(INFORMATION PROVIDED begins)

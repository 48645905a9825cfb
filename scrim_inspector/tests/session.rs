// Copyright 2025 the Scrim Authors
// SPDX-License-Identifier: Apache-2.0 OR MIT

//! A whole inspection session against a recording host.

use std::cell::RefCell;
use std::rc::Rc;

use kurbo::Point;
use scrim_geometry::{ScreenMetrics, ScreenRect};
use scrim_inspector::Inspector;
use scrim_provider::{EphemeralPrefs, PassThroughPolicy, SurfaceHost, TreeProvider};
use scrim_router::{RoutedEvent, TouchEvent};
use scrim_surfaces::SurfaceId;
use scrim_tree_ref::RefTree;

#[derive(Clone, Debug, PartialEq)]
enum HostOp {
    Create(SurfaceId, ScreenRect, PassThroughPolicy),
    Move(u32, ScreenRect),
    Destroy(u32),
}

/// Records every compositor call; surfaces are sequence numbers.
#[derive(Debug, Default)]
struct RecordingHost {
    next: u32,
    ops: Rc<RefCell<Vec<HostOp>>>,
}

impl SurfaceHost for RecordingHost {
    type Surface = u32;

    fn create_surface(
        &mut self,
        id: SurfaceId,
        rect: ScreenRect,
        policy: PassThroughPolicy,
    ) -> Option<u32> {
        self.next += 1;
        self.ops.borrow_mut().push(HostOp::Create(id, rect, policy));
        Some(self.next)
    }

    fn move_surface(&mut self, surface: &u32, rect: ScreenRect) -> bool {
        self.ops.borrow_mut().push(HostOp::Move(*surface, rect));
        true
    }

    fn destroy_surface(&mut self, surface: u32) {
        self.ops.borrow_mut().push(HostOp::Destroy(surface));
    }
}

fn metrics() -> ScreenMetrics {
    ScreenMetrics::new(1080, 2000, 1.0)
}

fn session() -> (Inspector<RecordingHost, EphemeralPrefs>, Rc<RefCell<Vec<HostOp>>>) {
    let host = RecordingHost::default();
    let ops = Rc::clone(&host.ops);
    (
        Inspector::new(host, EphemeralPrefs::default(), metrics()),
        ops,
    )
}

#[test]
fn layer_is_created_with_pass_through_compositing() {
    let (mut inspector, ops) = session();
    assert!(inspector.enable_layer());
    assert_eq!(
        ops.borrow()[0],
        HostOp::Create(
            SurfaceId::InspectorLayer,
            ScreenRect::new(0, 0, 1080, 2000),
            PassThroughPolicy::PassThrough
        )
    );
}

#[test]
fn host_is_told_which_surface_each_create_is_for() {
    let (mut inspector, ops) = session();
    assert!(inspector.show_bubble());
    assert!(inspector.toggle_menu((200, 300)));
    assert!(inspector.open_node_menu(400, 600, (240, 320)));

    // Same policy throughout; only the id distinguishes the two menus.
    let created: Vec<_> = ops
        .borrow()
        .iter()
        .filter_map(|op| match op {
            HostOp::Create(id, _, policy) => Some((*id, *policy)),
            _ => None,
        })
        .collect();
    assert_eq!(
        created,
        vec![
            (SurfaceId::Bubble, PassThroughPolicy::Opaque),
            (SurfaceId::BubbleMenu, PassThroughPolicy::Opaque),
            (SurfaceId::NodeMenu, PassThroughPolicy::Opaque),
        ]
    );
}

#[test]
fn node_tap_opens_the_node_menu_where_the_finger_was() {
    let (mut inspector, _) = session();
    inspector.enable_layer();

    let mut tree = RefTree::new();
    let root = tree.insert_root(ScreenRect::new(0, 0, 1080, 2000));
    tree.insert(root, ScreenRect::new(100, 500, 300, 600));
    inspector.refresh(&tree);

    let routed = inspector.route(TouchEvent::Down(Point::new(150.0, 550.0)), &tree);
    let RoutedEvent::NodeHit { handle, .. } = routed else {
        panic!("expected NodeHit, got {routed:?}");
    };
    tree.release(handle);

    assert!(inspector.open_node_menu(150, 550, (240, 320)));
    let menu = inspector
        .router()
        .registry()
        .get(SurfaceId::NodeMenu)
        .unwrap();
    assert_eq!(menu.rect, ScreenRect::new(150, 550, 390, 870));
    assert_eq!(tree.outstanding(), 0);
}

#[test]
fn drag_moves_host_surfaces_in_lockstep_with_the_registry() {
    let (mut inspector, ops) = session();
    assert!(inspector.show_bubble());
    assert!(inspector.toggle_menu((200, 300)));
    let tree = RefTree::new();

    inspector.route(TouchEvent::Down(Point::new(80.0, 230.0)), &tree);
    inspector.route(TouchEvent::Move(Point::new(300.0, 230.0)), &tree);
    inspector.route(TouchEvent::Up(Point::new(700.0, 230.0)), &tree);

    let bubble = inspector.router().registry().get(SurfaceId::Bubble).unwrap();
    let menu = inspector
        .router()
        .registry()
        .get(SurfaceId::BubbleMenu)
        .unwrap();
    // Snapped flush right, with the menu docked on the bubble's left.
    assert_eq!(bubble.rect, ScreenRect::new(1020, 200, 1080, 260));
    assert_eq!(menu.rect.right(), 1018);

    // Each drag update moved both host surfaces to the registry rects.
    let ops = ops.borrow();
    let moves: Vec<_> = ops
        .iter()
        .filter(|op| matches!(op, HostOp::Move(..)))
        .collect();
    assert_eq!(moves.len(), 4);
    assert_eq!(*moves[2], HostOp::Move(1, bubble.rect));
    assert_eq!(*moves[3], HostOp::Move(2, menu.rect));
}

#[test]
fn back_key_closes_panels_before_the_layer_and_never_the_bubble() {
    let (mut inspector, _) = session();
    inspector.show_bubble();
    inspector.enable_layer();
    inspector.open_tree_panel();

    assert!(inspector.handle_back());
    assert!(!inspector.router().registry().is_live(SurfaceId::TreePanel));
    assert!(inspector.layer_enabled());

    assert!(inspector.handle_back());
    assert!(!inspector.layer_enabled());
    assert!(inspector.router().registry().is_live(SurfaceId::Bubble));

    assert!(!inspector.handle_back());
}

#[test]
fn empty_space_tap_is_consumed_while_the_layer_is_up() {
    let (mut inspector, _) = session();
    inspector.enable_layer();
    let tree = RefTree::new(); // provider unavailable

    let routed = inspector.route(TouchEvent::Down(Point::new(600.0, 1200.0)), &tree);
    assert_eq!(routed, RoutedEvent::NoHit);
    assert!(routed.is_consumed());
}

#[test]
fn panels_are_centered_fractions_of_the_screen() {
    let (mut inspector, _) = session();
    assert!(inspector.open_info_panel());
    assert!(inspector.open_tree_panel());

    let info = inspector
        .router()
        .registry()
        .get(SurfaceId::InfoPanel)
        .unwrap();
    let tree = inspector
        .router()
        .registry()
        .get(SurfaceId::TreePanel)
        .unwrap();
    assert_eq!(info.rect, ScreenRect::new(108, 300, 972, 1700));
    assert_eq!(tree.rect, ScreenRect::new(54, 200, 1026, 1800));
}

(INFORMATION PROVIDED ends)

Only the lines from the first line of the material above through the line that contains "#[derive(Debug, Default)]" should be quoted, each one exactly.

repository 48645905a9825cfb
filename scrim_inspector/tests/session.rs
// Copyright 2025 the Scrim Authors
// SPDX-License-Identifier: Apache-2.0 OR MIT

//! A whole inspection session against a recording host.

use std::cell::RefCell;
use std::rc::Rc;

use kurbo::Point;
use scrim_geometry::{ScreenMetrics, ScreenRect};
use scrim_inspector::Inspector;
use scrim_provider::{EphemeralPrefs, PassThroughPolicy, SurfaceHost, TreeProvider};
use scrim_router::{RoutedEvent, TouchEvent};
use scrim_surfaces::SurfaceId;
use scrim_tree_ref::RefTree;

#[derive(Clone, Debug, PartialEq)]
enum HostOp {
    Create(SurfaceId, ScreenRect, PassThroughPolicy),
    Move(u32, ScreenRect),
    Destroy(u32),
}

/// Records every compositor call; surfaces are sequence numbers.
#[derive(Debug, Default)]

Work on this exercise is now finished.